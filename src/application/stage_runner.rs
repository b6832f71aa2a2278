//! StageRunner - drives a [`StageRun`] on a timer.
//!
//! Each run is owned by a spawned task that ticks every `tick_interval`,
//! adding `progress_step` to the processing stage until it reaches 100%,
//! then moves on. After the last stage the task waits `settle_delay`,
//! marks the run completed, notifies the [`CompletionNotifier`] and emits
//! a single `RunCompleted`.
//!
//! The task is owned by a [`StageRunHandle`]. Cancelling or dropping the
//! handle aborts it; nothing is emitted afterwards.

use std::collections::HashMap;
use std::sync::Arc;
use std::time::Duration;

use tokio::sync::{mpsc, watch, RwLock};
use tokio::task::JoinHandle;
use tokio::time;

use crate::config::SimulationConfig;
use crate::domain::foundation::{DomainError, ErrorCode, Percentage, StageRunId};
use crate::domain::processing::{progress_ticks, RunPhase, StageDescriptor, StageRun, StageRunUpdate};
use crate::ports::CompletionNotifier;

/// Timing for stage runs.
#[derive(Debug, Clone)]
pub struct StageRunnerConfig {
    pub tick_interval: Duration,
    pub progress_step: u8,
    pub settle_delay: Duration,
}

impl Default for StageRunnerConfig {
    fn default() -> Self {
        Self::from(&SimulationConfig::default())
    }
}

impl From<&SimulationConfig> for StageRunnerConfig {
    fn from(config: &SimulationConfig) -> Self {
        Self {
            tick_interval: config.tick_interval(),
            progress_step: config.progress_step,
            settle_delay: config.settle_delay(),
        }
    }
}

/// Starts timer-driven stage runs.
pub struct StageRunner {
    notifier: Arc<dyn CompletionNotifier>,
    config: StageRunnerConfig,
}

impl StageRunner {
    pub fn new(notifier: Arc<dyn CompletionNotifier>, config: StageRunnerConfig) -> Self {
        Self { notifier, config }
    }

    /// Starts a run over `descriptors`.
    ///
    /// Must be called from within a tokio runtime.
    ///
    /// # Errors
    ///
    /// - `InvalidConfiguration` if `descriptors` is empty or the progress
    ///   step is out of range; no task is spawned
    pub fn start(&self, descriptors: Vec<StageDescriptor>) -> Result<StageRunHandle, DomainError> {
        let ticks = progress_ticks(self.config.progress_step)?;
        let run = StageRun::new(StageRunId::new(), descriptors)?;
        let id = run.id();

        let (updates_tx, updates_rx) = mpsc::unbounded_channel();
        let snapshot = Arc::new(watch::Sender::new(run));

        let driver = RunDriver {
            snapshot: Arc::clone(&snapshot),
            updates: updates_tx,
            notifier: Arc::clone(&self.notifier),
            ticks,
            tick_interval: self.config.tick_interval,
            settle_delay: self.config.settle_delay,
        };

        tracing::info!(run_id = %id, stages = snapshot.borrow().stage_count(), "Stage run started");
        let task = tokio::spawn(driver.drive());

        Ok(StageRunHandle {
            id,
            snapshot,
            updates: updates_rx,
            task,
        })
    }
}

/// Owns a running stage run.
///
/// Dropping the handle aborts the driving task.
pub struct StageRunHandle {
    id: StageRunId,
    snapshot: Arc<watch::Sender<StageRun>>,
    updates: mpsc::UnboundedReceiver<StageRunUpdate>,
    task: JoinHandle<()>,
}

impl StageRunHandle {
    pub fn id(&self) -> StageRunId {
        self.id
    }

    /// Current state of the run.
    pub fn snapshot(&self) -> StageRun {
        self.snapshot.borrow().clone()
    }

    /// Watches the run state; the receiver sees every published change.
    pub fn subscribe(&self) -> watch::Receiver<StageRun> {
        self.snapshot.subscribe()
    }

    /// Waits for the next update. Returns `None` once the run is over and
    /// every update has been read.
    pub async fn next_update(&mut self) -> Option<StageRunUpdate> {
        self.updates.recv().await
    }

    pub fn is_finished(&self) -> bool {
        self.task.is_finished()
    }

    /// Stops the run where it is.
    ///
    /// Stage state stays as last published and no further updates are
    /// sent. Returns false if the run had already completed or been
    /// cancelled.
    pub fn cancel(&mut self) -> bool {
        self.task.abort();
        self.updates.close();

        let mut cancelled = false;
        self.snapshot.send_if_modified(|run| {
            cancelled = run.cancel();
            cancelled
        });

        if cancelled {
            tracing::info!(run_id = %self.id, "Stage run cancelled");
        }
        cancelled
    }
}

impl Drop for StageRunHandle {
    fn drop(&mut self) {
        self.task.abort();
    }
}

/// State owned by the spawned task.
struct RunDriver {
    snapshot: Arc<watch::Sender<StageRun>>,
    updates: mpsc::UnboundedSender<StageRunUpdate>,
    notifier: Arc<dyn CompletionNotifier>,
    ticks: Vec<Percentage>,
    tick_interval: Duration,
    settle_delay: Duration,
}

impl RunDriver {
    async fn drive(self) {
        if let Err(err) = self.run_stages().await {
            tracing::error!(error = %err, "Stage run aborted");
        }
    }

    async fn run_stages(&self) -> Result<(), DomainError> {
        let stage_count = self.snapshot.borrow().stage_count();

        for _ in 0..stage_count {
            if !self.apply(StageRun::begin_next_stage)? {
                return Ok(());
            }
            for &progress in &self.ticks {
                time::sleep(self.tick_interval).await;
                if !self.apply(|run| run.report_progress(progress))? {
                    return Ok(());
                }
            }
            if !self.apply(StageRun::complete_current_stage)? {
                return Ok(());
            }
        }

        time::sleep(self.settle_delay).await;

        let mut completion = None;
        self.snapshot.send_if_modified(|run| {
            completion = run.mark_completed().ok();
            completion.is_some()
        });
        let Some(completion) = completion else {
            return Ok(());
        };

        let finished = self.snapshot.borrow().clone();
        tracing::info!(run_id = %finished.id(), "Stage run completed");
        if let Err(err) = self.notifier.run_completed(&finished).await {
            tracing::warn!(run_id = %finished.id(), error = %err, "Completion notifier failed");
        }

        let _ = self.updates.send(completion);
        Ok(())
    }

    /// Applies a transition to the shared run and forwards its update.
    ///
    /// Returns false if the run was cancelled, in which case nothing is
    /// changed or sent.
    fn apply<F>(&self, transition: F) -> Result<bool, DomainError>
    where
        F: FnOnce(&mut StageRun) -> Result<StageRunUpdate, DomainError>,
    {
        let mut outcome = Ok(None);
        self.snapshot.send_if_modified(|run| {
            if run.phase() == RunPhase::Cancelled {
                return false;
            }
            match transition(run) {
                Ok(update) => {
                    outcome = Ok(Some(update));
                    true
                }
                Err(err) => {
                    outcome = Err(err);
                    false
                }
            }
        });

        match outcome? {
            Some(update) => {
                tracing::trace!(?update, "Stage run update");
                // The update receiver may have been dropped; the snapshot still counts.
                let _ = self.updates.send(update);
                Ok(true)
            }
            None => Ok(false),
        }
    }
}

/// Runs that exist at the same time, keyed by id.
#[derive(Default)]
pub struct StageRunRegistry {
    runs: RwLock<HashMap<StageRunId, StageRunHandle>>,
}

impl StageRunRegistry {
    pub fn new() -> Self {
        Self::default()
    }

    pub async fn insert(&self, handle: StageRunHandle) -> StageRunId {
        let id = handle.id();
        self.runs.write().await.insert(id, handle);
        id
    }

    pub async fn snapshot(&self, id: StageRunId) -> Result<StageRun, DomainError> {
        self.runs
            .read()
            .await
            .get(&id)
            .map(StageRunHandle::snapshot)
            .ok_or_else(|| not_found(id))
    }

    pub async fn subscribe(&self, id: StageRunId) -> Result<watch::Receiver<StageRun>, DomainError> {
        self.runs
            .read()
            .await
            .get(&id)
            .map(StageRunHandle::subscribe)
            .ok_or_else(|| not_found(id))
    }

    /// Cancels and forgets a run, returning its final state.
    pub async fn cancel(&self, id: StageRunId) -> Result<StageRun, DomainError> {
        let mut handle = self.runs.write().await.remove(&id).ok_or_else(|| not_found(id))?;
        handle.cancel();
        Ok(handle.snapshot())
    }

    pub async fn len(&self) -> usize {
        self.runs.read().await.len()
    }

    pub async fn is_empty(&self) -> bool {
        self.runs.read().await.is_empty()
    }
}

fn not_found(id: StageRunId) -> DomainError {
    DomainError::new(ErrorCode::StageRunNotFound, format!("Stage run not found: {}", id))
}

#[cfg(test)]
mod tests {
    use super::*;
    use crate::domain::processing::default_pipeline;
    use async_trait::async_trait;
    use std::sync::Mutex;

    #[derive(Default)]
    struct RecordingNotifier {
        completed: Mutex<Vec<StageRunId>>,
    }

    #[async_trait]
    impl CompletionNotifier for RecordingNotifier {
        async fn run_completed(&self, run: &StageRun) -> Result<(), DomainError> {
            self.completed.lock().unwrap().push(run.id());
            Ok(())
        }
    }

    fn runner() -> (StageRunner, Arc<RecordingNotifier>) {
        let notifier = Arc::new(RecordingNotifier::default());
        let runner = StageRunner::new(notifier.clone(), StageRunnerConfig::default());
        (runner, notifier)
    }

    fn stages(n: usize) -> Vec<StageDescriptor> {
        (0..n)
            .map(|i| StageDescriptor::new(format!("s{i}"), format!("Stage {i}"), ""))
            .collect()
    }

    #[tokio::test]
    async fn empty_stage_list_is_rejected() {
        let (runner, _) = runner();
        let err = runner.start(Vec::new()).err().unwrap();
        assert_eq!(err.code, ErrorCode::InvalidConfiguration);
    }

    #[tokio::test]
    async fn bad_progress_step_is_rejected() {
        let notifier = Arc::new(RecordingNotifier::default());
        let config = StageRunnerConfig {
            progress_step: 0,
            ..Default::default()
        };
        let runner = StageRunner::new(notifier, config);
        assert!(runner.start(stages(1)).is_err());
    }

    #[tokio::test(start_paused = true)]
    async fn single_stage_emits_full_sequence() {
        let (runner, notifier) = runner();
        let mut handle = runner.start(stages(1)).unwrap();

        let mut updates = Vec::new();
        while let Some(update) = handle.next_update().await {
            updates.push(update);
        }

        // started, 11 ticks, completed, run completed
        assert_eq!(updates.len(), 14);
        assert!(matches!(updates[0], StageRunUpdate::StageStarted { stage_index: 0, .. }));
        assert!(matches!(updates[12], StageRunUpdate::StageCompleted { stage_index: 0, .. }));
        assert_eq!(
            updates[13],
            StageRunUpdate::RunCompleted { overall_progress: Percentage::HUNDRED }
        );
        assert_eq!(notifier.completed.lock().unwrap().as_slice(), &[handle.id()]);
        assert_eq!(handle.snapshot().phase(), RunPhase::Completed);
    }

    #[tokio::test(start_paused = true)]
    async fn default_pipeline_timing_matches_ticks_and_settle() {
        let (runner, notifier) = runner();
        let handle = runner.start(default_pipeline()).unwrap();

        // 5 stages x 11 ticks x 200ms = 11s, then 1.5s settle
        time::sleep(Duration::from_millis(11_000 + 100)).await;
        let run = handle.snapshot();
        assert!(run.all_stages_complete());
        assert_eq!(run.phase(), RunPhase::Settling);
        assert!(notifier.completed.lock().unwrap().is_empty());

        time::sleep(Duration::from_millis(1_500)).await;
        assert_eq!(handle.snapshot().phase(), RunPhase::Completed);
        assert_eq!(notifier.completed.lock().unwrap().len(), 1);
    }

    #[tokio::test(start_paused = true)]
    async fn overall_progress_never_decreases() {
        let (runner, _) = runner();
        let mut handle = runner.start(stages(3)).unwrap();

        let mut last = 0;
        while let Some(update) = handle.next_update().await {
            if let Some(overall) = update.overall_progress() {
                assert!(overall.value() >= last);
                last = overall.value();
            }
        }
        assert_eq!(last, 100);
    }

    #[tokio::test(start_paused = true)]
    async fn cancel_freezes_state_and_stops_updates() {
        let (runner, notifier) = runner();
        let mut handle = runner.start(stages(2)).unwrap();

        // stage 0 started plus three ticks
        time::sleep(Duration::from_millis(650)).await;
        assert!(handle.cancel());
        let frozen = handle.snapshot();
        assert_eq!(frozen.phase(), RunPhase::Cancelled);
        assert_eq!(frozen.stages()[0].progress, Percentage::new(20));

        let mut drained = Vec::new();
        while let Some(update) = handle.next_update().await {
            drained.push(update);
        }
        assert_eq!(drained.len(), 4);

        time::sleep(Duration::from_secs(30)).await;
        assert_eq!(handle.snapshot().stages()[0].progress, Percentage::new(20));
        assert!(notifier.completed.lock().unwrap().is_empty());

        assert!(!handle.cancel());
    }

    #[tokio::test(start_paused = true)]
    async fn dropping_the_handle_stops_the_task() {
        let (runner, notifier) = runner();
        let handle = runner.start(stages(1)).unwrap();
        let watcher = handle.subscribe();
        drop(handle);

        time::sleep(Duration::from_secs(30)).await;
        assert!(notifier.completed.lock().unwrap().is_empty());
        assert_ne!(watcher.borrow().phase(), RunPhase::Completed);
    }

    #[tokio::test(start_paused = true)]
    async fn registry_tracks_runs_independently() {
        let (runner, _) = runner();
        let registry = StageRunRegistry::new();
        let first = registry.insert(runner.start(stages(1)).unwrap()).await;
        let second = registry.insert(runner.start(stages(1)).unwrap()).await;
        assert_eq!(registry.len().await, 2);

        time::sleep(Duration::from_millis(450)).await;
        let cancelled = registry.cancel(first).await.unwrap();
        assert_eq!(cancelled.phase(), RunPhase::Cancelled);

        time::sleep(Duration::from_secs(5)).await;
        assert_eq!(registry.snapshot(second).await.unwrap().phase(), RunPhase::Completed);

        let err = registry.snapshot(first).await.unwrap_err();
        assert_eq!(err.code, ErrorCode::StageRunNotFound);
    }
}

- **WHAT TO WORK ON**:
Please copy every line from the entries that includes the word "SimulationConfig".

- **RESPONSE**:
use crate::config::SimulationConfig;
        Self::from(&SimulationConfig::default())
impl From<&SimulationConfig> for StageRunnerConfig {
    fn from(config: &SimulationConfig) -> Self {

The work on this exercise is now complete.